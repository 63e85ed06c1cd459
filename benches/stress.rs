use std::collections::BTreeSet;
use std::sync::Arc;
use std::time::{Duration, Instant};

use chrono::NaiveDate;
use ulid::Ulid;

use courtside::engine::{Engine, EngineError};
use courtside::model::*;

fn percentile(sorted: &[Duration], p: f64) -> Duration {
    if sorted.is_empty() {
        return Duration::ZERO;
    }
    let idx = ((sorted.len() as f64) * p / 100.0) as usize;
    sorted[idx.min(sorted.len() - 1)]
}

fn print_latency(label: &str, latencies: &mut [Duration]) {
    if latencies.is_empty() {
        return;
    }
    latencies.sort();
    let total: Duration = latencies.iter().sum();
    let avg = total / latencies.len() as u32;
    println!("  {label}:");
    println!(
        "    n={}, avg={:.2}ms, p50={:.2}ms, p95={:.2}ms, p99={:.2}ms, max={:.2}ms",
        latencies.len(),
        avg.as_secs_f64() * 1000.0,
        percentile(latencies, 50.0).as_secs_f64() * 1000.0,
        percentile(latencies, 95.0).as_secs_f64() * 1000.0,
        percentile(latencies, 99.0).as_secs_f64() * 1000.0,
        latencies[latencies.len() - 1].as_secs_f64() * 1000.0,
    );
}

fn fresh_engine(label: &str) -> Arc<Engine> {
    let dir = std::env::temp_dir().join(format!("courtside_bench_{label}_{}", Ulid::new()));
    std::fs::create_dir_all(&dir).expect("create bench dir");
    Arc::new(Engine::new(dir.join("courtside.wal")).expect("open engine"))
}

fn day(offset: i64) -> NaiveDate {
    NaiveDate::from_ymd_opt(2025, 1, 1).expect("valid date") + chrono::Duration::days(offset)
}

fn window(start: usize, len: usize) -> BTreeSet<Slot> {
    Slot::all().skip(start).take(len).collect()
}

fn candidate(date: NaiveDate, granularity: Granularity, slots: BTreeSet<Slot>) -> Candidate {
    Candidate {
        date,
        granularity,
        slots,
        requester: Requester {
            name: "bench".into(),
            ..Requester::default()
        },
    }
}

async fn phase1_sequential() {
    let engine = fresh_engine("seq");
    let n = 2000;
    let mut latencies = Vec::with_capacity(n);
    let start = Instant::now();

    // One approved two-slot booking per window, spread over many dates.
    for i in 0..n {
        let slots = window((i % 24) * 2, 2);
        let t = Instant::now();
        let r = engine
            .submit(candidate(day((i / 24) as i64), Granularity::SingleUnit, slots))
            .await
            .expect("submit");
        engine.approve(r.id, None).await.expect("approve");
        latencies.push(t.elapsed());
    }

    let elapsed = start.elapsed();
    let ops = n as f64 / elapsed.as_secs_f64();
    println!("  {n} submit+approve in {:.2}s = {ops:.0} ops/sec", elapsed.as_secs_f64());
    print_latency("write latency", &mut latencies);
}

async fn phase2_contended_approvals() {
    let engine = fresh_engine("contended");
    let dates = 20;
    let per_date = 50;

    let mut ids = Vec::new();
    for d in 0..dates {
        for i in 0..per_date {
            let granularity = if i % 3 == 0 {
                Granularity::WholeResource
            } else {
                Granularity::SingleUnit
            };
            let r = engine
                .submit(candidate(day(d), granularity, window(36 + i % 4, 3)))
                .await
                .expect("submit");
            ids.push(r.id);
        }
    }

    let start = Instant::now();
    let mut handles = Vec::new();
    for id in ids {
        let engine = engine.clone();
        handles.push(tokio::spawn(async move {
            let t = Instant::now();
            let outcome = engine.approve(id, None).await;
            (outcome, t.elapsed())
        }));
    }

    let mut approved = 0;
    let mut refused = 0;
    let mut latencies = Vec::new();
    for h in handles {
        let (outcome, latency) = h.await.expect("task");
        latencies.push(latency);
        match outcome {
            Ok(_) => approved += 1,
            Err(EngineError::Conflict { .. }) => refused += 1,
            Err(e) => panic!("unexpected error: {e}"),
        }
    }
    let elapsed = start.elapsed();
    println!(
        "  {} approvals in {:.2}s: {approved} approved, {refused} refused",
        dates * per_date,
        elapsed.as_secs_f64()
    );
    print_latency("approval latency", &mut latencies);

    // No slot may be held by two approved reservations.
    for d in 0..dates {
        let approved = engine.list_approved(day(d)).await;
        let mut seen = BTreeSet::new();
        for r in &approved {
            for slot in &r.slots {
                assert!(seen.insert(*slot), "double booking on {} at {slot}", day(d));
            }
        }
    }
    println!("  verified: no double bookings across {dates} dates");
}

async fn phase3_read_under_load() {
    let engine = fresh_engine("reads");
    let date = day(0);
    for i in 0..24 {
        let r = engine
            .submit(candidate(date, Granularity::SingleUnit, window(i * 2, 1)))
            .await
            .expect("submit");
        if i % 2 == 0 {
            engine.approve(r.id, None).await.expect("approve");
        }
    }

    let writer_engine = engine.clone();
    let writer = tokio::spawn(async move {
        for i in 0..1000 {
            let slots = window(1 + (i % 24) * 2, 1);
            let _ = writer_engine
                .submit(candidate(date, Granularity::SingleUnit, slots))
                .await;
        }
    });

    let n = 2000;
    let mut latencies = Vec::with_capacity(n);
    let request = window(20, 4);
    for _ in 0..n {
        let t = Instant::now();
        let result = engine
            .check_conflicts(date, &request, Granularity::WholeResource, None)
            .await;
        latencies.push(t.elapsed());
        assert!(result.has_conflict);
        let _ = engine.get_availability(date).await;
    }
    writer.await.expect("writer");
    print_latency("conflict check latency", &mut latencies);
}

#[tokio::main]
async fn main() {
    println!("=== courtside stress benchmark ===\n");

    println!("[phase 1] sequential submit + approve");
    phase1_sequential().await;

    println!("\n[phase 2] contended approvals");
    phase2_contended_approvals().await;

    println!("\n[phase 3] read latency under write load");
    phase3_read_under_load().await;

    println!("\n=== benchmark complete ===");
}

______________________________

TASK PROMPT
Reproduce the whole of the material exactly as shown.

ANSWER SPACE
repository 63e85ed06c1cd459
filename benches/stress.rs
use std::collections::BTreeSet;
use std::sync::Arc;
use std::time::{Duration, Instant};

use chrono::NaiveDate;
use ulid::Ulid;

use courtside::engine::{Engine, EngineError};
use courtside::model::*;

fn percentile(sorted: &[Duration], p: f64) -> Duration {
    if sorted.is_empty() {
        return Duration::ZERO;
    }
    let idx = ((sorted.len() as f64) * p / 100.0) as usize;
    sorted[idx.min(sorted.len() - 1)]
}

fn print_latency(label: &str, latencies: &mut [Duration]) {
    if latencies.is_empty() {
        return;
    }
    latencies.sort();
    let total: Duration = latencies.iter().sum();
    let avg = total / latencies.len() as u32;
    println!("  {label}:");
    println!(
        "    n={}, avg={:.2}ms, p50={:.2}ms, p95={:.2}ms, p99={:.2}ms, max={:.2}ms",
        latencies.len(),
        avg.as_secs_f64() * 1000.0,
        percentile(latencies, 50.0).as_secs_f64() * 1000.0,
        percentile(latencies, 95.0).as_secs_f64() * 1000.0,
        percentile(latencies, 99.0).as_secs_f64() * 1000.0,
        latencies[latencies.len() - 1].as_secs_f64() * 1000.0,
    );
}

fn fresh_engine(label: &str) -> Arc<Engine> {
    let dir = std::env::temp_dir().join(format!("courtside_bench_{label}_{}", Ulid::new()));
    std::fs::create_dir_all(&dir).expect("create bench dir");
    Arc::new(Engine::new(dir.join("courtside.wal")).expect("open engine"))
}

fn day(offset: i64) -> NaiveDate {
    NaiveDate::from_ymd_opt(2025, 1, 1).expect("valid date") + chrono::Duration::days(offset)
}

fn window(start: usize, len: usize) -> BTreeSet<Slot> {
    Slot::all().skip(start).take(len).collect()
}

fn candidate(date: NaiveDate, granularity: Granularity, slots: BTreeSet<Slot>) -> Candidate {
    Candidate {
        date,
        granularity,
        slots,
        requester: Requester {
            name: "bench".into(),
            ..Requester::default()
        },
    }
}

async fn phase1_sequential() {
    let engine = fresh_engine("seq");
    let n = 2000;
    let mut latencies = Vec::with_capacity(n);
    let start = Instant::now();

    // One approved two-slot booking per window, spread over many dates.
    for i in 0..n {
        let slots = window((i % 24) * 2, 2);
        let t = Instant::now();
        let r = engine
            .submit(candidate(day((i / 24) as i64), Granularity::SingleUnit, slots))
            .await
            .expect("submit");
        engine.approve(r.id, None).await.expect("approve");
        latencies.push(t.elapsed());
    }

    let elapsed = start.elapsed();
    let ops = n as f64 / elapsed.as_secs_f64();
    println!("  {n} submit+approve in {:.2}s = {ops:.0} ops/sec", elapsed.as_secs_f64());
    print_latency("write latency", &mut latencies);
}

async fn phase2_contended_approvals() {
    let engine = fresh_engine("contended");
    let dates = 20;
    let per_date = 50;

    let mut ids = Vec::new();
    for d in 0..dates {
        for i in 0..per_date {
            let granularity = if i % 3 == 0 {
                Granularity::WholeResource
            } else {
                Granularity::SingleUnit
            };
            let r = engine
                .submit(candidate(day(d), granularity, window(36 + i % 4, 3)))
                .await
                .expect("submit");
            ids.push(r.id);
        }
    }

    let start = Instant::now();
    let mut handles = Vec::new();
    for id in ids {
        let engine = engine.clone();
        handles.push(tokio::spawn(async move {
            let t = Instant::now();
            let outcome = engine.approve(id, None).await;
            (outcome, t.elapsed())
        }));
    }

    let mut approved = 0;
    let mut refused = 0;
    let mut latencies = Vec::new();
    for h in handles {
        let (outcome, latency) = h.await.expect("task");
        latencies.push(latency);
        match outcome {
            Ok(_) => approved += 1,
            Err(EngineError::Conflict { .. }) => refused += 1,
            Err(e) => panic!("unexpected error: {e}"),
        }
    }
    let elapsed = start.elapsed();
    println!(
        "  {} approvals in {:.2}s: {approved} approved, {refused} refused",
        dates * per_date,
        elapsed.as_secs_f64()
    );
    print_latency("approval latency", &mut latencies);

    // No slot may be held by two approved reservations.
    for d in 0..dates {
        let approved = engine.list_approved(day(d)).await;
        let mut seen = BTreeSet::new();
        for r in &approved {
            for slot in &r.slots {
                assert!(seen.insert(*slot), "double booking on {} at {slot}", day(d));
            }
        }
    }
    println!("  verified: no double bookings across {dates} dates");
}

async fn phase3_read_under_load() {
    let engine = fresh_engine("reads");
    let date = day(0);
    for i in 0..24 {
        let r = engine
            .submit(candidate(date, Granularity::SingleUnit, window(i * 2, 1)))
            .await
            .expect("submit");
        if i % 2 == 0 {
            engine.approve(r.id, None).await.expect("approve");
        }
    }

    let writer_engine = engine.clone();
    let writer = tokio::spawn(async move {
        for i in 0..1000 {
            let slots = window(1 + (i % 24) * 2, 1);
            let _ = writer_engine
                .submit(candidate(date, Granularity::SingleUnit, slots))
                .await;
        }
    });

    let n = 2000;
    let mut latencies = Vec::with_capacity(n);
    let request = window(20, 4);
    for _ in 0..n {
        let t = Instant::now();
        let result = engine
            .check_conflicts(date, &request, Granularity::WholeResource, None)
            .await;
        latencies.push(t.elapsed());
        assert!(result.has_conflict);
        let _ = engine.get_availability(date).await;
    }
    writer.await.expect("writer");
    print_latency("conflict check latency", &mut latencies);
}

#[tokio::main]
async fn main() {
    println!("=== courtside stress benchmark ===\n");

    println!("[phase 1] sequential submit + approve");
    phase1_sequential().await;

    println!("\n[phase 2] contended approvals");
    phase2_contended_approvals().await;

    println!("\n[phase 3] read latency under write load");
    phase3_read_under_load().await;

    println!("\n=== benchmark complete ===");
}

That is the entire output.